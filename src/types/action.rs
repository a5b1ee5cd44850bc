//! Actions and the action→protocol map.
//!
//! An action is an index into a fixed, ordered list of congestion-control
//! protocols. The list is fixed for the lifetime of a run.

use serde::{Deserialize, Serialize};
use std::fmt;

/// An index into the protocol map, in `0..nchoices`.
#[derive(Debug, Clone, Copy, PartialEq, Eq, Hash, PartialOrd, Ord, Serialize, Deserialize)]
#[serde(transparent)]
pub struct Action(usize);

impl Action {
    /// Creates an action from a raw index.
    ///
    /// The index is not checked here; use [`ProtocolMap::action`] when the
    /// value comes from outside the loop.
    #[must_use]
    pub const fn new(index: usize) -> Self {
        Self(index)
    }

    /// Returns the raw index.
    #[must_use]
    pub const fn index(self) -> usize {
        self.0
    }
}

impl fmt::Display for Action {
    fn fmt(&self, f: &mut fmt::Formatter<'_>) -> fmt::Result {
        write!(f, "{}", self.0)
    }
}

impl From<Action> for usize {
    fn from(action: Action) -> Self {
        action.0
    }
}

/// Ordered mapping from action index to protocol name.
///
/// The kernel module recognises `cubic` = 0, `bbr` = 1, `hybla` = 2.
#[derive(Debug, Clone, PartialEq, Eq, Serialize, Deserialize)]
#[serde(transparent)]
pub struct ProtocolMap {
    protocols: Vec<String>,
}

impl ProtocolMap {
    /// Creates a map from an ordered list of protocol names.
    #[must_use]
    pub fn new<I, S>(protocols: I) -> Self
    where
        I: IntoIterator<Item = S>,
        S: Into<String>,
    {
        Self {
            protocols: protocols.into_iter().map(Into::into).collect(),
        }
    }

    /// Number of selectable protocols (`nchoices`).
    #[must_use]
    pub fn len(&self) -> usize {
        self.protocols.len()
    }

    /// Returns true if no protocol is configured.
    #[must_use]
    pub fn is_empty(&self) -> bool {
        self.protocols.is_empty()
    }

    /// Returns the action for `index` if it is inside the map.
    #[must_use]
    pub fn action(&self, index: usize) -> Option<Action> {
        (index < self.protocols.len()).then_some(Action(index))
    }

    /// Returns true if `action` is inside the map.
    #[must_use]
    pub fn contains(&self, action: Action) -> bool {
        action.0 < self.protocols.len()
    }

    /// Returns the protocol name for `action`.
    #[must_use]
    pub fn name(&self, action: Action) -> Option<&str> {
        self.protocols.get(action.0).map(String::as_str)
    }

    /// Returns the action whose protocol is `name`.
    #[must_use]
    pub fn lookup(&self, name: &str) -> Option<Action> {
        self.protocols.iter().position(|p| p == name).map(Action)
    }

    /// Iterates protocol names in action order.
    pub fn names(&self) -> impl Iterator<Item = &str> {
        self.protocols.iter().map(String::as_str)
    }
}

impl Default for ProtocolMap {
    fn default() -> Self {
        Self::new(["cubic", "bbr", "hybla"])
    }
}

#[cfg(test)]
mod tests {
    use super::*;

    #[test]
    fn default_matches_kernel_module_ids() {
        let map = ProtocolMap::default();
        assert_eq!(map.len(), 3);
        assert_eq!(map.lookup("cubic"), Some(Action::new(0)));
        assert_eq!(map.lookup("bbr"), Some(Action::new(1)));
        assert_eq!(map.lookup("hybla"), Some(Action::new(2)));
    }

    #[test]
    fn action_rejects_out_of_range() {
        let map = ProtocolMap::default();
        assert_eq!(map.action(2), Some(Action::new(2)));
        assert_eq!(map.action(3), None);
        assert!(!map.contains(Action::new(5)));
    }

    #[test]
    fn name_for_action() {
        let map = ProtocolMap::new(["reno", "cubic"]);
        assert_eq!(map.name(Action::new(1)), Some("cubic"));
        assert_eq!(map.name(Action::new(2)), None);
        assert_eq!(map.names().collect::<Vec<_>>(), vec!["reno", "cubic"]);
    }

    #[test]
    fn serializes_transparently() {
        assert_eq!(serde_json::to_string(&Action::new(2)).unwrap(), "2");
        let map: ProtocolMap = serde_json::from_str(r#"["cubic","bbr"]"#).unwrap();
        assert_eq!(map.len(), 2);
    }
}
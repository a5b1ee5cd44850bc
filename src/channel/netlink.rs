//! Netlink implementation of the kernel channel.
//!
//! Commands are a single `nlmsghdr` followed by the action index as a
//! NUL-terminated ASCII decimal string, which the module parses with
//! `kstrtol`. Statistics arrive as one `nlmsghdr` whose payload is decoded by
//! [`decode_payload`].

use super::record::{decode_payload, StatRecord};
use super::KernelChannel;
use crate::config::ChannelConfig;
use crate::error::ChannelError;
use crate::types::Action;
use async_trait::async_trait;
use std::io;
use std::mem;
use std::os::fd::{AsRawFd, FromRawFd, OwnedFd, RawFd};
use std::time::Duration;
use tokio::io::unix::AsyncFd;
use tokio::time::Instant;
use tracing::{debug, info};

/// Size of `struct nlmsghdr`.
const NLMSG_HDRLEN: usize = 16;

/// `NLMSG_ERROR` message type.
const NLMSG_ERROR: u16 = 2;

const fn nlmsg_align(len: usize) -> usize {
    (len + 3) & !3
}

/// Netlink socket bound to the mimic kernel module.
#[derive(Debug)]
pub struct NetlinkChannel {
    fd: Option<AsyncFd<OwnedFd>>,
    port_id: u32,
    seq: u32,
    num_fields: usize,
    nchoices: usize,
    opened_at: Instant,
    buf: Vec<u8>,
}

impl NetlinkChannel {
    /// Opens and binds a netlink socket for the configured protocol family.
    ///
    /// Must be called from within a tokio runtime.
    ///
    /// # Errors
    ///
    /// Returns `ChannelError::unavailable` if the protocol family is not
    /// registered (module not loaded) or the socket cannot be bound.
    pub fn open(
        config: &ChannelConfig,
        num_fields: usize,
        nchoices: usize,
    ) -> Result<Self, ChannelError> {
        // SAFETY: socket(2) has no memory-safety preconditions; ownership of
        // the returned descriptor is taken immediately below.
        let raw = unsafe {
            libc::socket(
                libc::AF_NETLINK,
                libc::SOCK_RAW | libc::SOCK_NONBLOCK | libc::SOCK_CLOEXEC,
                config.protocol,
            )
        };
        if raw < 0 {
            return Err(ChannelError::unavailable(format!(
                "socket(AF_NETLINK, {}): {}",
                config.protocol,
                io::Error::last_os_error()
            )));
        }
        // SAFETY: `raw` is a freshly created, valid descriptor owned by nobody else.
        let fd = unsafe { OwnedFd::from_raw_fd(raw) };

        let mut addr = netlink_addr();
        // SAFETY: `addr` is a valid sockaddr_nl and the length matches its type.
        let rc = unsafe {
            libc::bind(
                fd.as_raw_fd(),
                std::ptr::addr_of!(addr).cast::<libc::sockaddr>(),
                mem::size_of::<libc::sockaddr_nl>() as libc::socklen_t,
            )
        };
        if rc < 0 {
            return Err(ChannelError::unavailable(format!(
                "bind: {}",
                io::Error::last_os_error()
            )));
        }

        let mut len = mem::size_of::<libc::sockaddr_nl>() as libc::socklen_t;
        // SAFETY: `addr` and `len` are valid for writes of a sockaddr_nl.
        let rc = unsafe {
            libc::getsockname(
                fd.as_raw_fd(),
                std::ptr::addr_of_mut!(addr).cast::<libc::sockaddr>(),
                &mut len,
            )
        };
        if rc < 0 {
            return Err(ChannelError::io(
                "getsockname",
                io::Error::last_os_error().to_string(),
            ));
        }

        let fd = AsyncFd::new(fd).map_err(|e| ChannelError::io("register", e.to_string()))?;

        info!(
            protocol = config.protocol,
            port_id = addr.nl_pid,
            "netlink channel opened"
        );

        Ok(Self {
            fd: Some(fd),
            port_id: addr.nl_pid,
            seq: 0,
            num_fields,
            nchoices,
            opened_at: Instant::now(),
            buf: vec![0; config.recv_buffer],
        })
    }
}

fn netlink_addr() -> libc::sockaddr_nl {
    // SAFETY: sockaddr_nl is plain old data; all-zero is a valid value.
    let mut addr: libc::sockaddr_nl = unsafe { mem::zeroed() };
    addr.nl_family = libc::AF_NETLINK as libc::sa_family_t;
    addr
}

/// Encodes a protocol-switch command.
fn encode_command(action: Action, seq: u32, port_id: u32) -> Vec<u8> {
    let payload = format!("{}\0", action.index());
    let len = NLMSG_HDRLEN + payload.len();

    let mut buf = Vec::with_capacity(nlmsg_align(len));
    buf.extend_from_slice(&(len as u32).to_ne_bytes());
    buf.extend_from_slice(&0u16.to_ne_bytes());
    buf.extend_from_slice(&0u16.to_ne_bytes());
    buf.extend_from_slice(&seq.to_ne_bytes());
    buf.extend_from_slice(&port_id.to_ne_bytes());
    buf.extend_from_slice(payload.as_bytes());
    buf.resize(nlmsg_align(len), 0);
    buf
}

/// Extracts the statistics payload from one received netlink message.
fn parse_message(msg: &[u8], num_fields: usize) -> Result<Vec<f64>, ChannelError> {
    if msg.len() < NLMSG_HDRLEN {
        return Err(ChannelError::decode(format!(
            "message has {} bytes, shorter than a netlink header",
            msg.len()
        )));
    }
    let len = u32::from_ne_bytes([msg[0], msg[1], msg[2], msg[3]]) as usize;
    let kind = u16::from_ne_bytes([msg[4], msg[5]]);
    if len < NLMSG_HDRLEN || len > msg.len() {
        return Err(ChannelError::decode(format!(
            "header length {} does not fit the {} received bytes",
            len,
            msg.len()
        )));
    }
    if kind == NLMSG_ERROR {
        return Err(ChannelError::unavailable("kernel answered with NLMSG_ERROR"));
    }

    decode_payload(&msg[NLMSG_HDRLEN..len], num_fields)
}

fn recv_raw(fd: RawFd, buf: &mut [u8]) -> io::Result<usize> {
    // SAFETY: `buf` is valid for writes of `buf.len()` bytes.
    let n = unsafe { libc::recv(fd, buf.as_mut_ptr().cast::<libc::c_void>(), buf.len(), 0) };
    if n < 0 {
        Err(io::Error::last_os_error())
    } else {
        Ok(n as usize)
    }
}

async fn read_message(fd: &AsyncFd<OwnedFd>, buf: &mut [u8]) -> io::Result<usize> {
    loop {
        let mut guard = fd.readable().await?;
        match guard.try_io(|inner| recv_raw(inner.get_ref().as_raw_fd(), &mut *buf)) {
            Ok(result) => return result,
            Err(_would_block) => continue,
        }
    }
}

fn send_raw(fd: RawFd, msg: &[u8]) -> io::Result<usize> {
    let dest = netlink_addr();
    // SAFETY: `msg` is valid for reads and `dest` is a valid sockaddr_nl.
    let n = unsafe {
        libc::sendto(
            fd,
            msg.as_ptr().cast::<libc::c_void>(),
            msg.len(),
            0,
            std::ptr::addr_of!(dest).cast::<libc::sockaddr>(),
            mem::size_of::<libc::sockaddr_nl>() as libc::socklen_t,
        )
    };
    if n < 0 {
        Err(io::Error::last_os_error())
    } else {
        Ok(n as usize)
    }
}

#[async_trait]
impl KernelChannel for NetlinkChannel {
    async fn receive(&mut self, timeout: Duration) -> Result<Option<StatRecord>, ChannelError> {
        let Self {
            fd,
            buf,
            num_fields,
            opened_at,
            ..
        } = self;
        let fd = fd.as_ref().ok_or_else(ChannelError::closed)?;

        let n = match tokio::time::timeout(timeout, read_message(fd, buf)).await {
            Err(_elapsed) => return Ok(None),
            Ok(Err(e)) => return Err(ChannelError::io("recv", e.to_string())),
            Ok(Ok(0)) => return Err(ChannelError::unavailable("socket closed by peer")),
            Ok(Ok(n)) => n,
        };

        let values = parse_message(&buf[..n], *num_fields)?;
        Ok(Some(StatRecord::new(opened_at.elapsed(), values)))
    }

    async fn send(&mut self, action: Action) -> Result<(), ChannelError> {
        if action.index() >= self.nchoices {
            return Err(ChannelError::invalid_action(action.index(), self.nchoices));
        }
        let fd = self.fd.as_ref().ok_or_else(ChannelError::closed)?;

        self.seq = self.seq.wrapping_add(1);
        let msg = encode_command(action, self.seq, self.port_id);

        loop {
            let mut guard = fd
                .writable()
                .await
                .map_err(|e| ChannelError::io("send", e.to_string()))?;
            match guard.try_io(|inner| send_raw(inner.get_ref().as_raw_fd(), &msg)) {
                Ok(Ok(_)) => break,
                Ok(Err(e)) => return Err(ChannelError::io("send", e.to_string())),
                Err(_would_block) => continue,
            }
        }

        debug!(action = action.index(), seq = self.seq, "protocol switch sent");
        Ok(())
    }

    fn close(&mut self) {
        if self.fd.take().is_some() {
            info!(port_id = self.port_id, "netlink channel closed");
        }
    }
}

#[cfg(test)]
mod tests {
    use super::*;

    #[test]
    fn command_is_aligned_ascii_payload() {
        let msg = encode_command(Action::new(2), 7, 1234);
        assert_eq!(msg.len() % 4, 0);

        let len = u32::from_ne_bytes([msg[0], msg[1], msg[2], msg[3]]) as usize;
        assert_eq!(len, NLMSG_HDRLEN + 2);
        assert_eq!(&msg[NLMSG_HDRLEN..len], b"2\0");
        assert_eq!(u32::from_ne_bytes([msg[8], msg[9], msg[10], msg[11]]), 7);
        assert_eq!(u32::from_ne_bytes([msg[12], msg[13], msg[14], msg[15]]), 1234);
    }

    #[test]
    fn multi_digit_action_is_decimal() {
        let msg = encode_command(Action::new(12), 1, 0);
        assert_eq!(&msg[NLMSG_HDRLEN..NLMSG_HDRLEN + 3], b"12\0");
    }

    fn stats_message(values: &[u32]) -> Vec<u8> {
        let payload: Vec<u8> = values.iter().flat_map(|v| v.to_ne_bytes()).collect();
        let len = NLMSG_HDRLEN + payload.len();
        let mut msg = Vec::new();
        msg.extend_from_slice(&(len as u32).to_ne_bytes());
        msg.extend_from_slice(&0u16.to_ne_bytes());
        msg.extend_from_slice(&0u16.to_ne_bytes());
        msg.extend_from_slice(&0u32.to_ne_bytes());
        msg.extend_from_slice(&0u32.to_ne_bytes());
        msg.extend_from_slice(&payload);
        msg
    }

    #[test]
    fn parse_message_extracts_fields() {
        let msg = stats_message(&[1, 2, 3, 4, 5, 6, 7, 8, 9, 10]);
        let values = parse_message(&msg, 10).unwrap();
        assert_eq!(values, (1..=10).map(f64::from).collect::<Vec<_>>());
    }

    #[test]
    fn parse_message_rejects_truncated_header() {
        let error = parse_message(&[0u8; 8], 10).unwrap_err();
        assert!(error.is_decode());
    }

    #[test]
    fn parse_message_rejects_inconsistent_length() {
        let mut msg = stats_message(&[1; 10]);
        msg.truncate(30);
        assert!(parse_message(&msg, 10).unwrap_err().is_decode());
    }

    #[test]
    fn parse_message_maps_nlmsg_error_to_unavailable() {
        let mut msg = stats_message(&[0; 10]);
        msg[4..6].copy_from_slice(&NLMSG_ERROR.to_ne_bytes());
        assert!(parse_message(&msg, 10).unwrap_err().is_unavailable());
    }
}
○ ○ ○ ○
State how many lines in the listing above contain "closed". Offer nothing besides that number.

4